◆ What is expected: What is needed is each line of the data below that holds the string "error".

· · · · ·

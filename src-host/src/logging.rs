// Logging setup for the host binary
// stdout carries the presentation event stream, so all log output goes to stderr

use std::sync::Once;

static LOGGING_INIT: Once = Once::new();

/// Install the global tracing subscriber.
///
/// Honors `WR_LOG`, then `RUST_LOG`, defaulting to `info`. Raw worker output
/// is logged at `debug` under the `worker` target, so `WR_LOG=worker=debug`
/// mirrors the worker's console. Safe to call more than once.
pub fn init() {
    LOGGING_INIT.call_once(|| {
        let directives = std::env::var("WR_LOG")
            .or_else(|_| std::env::var("RUST_LOG"))
            .unwrap_or_else(|_| "info".to_string());
        let filter = tracing_subscriber::EnvFilter::try_new(&directives)
            .unwrap_or_else(|_| tracing_subscriber::EnvFilter::new("info"));
        let _ = tracing_subscriber::fmt()
            .with_writer(std::io::stderr)
            .with_ansi(false)
            .with_env_filter(filter)
            .try_init();
    });
}
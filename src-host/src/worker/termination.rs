// Platform termination strategies for the worker process
//
// Unix delivers a signal to the worker's pid. Windows has no reliable signal
// delivery to detached consoles, so every path force-kills the process tree.

use std::fmt;

/// Why the supervisor is terminating a worker
#[derive(Debug, Clone, Copy, PartialEq, Eq)]
pub enum TerminationReason {
    /// A new launch is replacing the current worker
    Relaunch,
    /// An explicit `terminate()` call
    Requested,
    /// The host itself is exiting
    HostExit,
}

/// How a worker is stopped on this platform.
///
/// Termination is best-effort: a process that is already gone is not an
/// error, and callers never wait for the exit.
pub trait TerminationStrategy: Send + Sync + fmt::Debug {
    fn terminate(&self, pid: u32, reason: TerminationReason);
}

/// Select the strategy for the host platform
pub fn for_host() -> Box<dyn TerminationStrategy> {
    #[cfg(windows)]
    {
        Box::new(TreeKill)
    }

    #[cfg(not(windows))]
    {
        Box::new(SignalTermination)
    }
}

/// SIGTERM on relaunch/terminate, SIGINT when the host exits
#[cfg(unix)]
#[derive(Debug, Default, Clone, Copy)]
pub struct SignalTermination;

#[cfg(unix)]
impl SignalTermination {
    fn signal_for(reason: TerminationReason) -> libc::c_int {
        match reason {
            TerminationReason::HostExit => libc::SIGINT,
            TerminationReason::Relaunch | TerminationReason::Requested => libc::SIGTERM,
        }
    }
}

#[cfg(unix)]
impl TerminationStrategy for SignalTermination {
    fn terminate(&self, pid: u32, reason: TerminationReason) {
        let Ok(pid) = libc::pid_t::try_from(pid) else {
            return;
        };
        let signal = Self::signal_for(reason);
        // Safety: kill(2) has no memory-safety preconditions
        let rc = unsafe { libc::kill(pid, signal) };
        if rc != 0 {
            tracing::debug!(
                pid,
                signal,
                error = %std::io::Error::last_os_error(),
                "worker signal not delivered"
            );
        }
    }
}

/// `taskkill /F /T` by pid, regardless of reason
#[derive(Debug, Default, Clone, Copy)]
pub struct TreeKill;

impl TerminationStrategy for TreeKill {
    fn terminate(&self, pid: u32, reason: TerminationReason) {
        tracing::debug!(pid, ?reason, "killing worker process tree");
        let spawned = std::process::Command::new("taskkill")
            .args(["/F", "/PID", &pid.to_string(), "/T"])
            .stdin(std::process::Stdio::null())
            .stdout(std::process::Stdio::null())
            .stderr(std::process::Stdio::null())
            .spawn();
        if let Err(e) = spawned {
            tracing::debug!(pid, error = %e, "taskkill could not be started");
        }
    }
}
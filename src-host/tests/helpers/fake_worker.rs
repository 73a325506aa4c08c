use std::fs;
use std::path::{Path, PathBuf};
use tempfile::TempDir;

/// Port every fake worker announces
pub const FAKE_PORT: u16 = 54231;

/// A shell script standing in for the webrecorder binary.
///
/// Answers `--version` under its own executable name, otherwise echoes its arguments, announces
/// `FAKE_PORT` and stays alive until signalled.
pub struct FakeWorker {
    _dir: TempDir,
    bin: PathBuf,
}

impl FakeWorker {
    pub fn install() -> Self {
        Self::with_port(FAKE_PORT)
    }

    pub fn with_port(port: u16) -> Self {
        let dir = TempDir::new().expect("Failed to create worker dir");
        let bin = dir.path().join("webrecorder_player");
        let script = format!(
            "#!/bin/sh\n\
             if [ \"$1\" = \"--version\" ]; then\n\
             \techo \"webrecorder_player 9.9.9\"\n\
             \texit 0\n\
             fi\n\
             echo \"args: $*\"\n\
             echo \"stderr noise\" >&2\n\
             echo \"APP_HOST=http://localhost:{port}\"\n\
             exec sleep 30\n"
        );
        write_executable(&bin, &script);
        Self { _dir: dir, bin }
    }

    pub fn bin(&self) -> &Path {
        &self.bin
    }
}

#[cfg(unix)]
fn write_executable(path: &Path, contents: &str) {
    use std::os::unix::fs::PermissionsExt;

    fs::write(path, contents).expect("Failed to write worker script");
    fs::set_permissions(path, fs::Permissions::from_mode(0o755))
        .expect("Failed to mark worker script executable");
}

#[cfg(not(unix))]
fn write_executable(path: &Path, contents: &str) {
    fs::write(path, contents).expect("Failed to write worker script");
}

· · · · ·

◆ Task output:
/// error, and callers never wait for the exit.
                error = %std::io::Error::last_os_error(),
            tracing::debug!(pid, error = %e, "taskkill could not be started");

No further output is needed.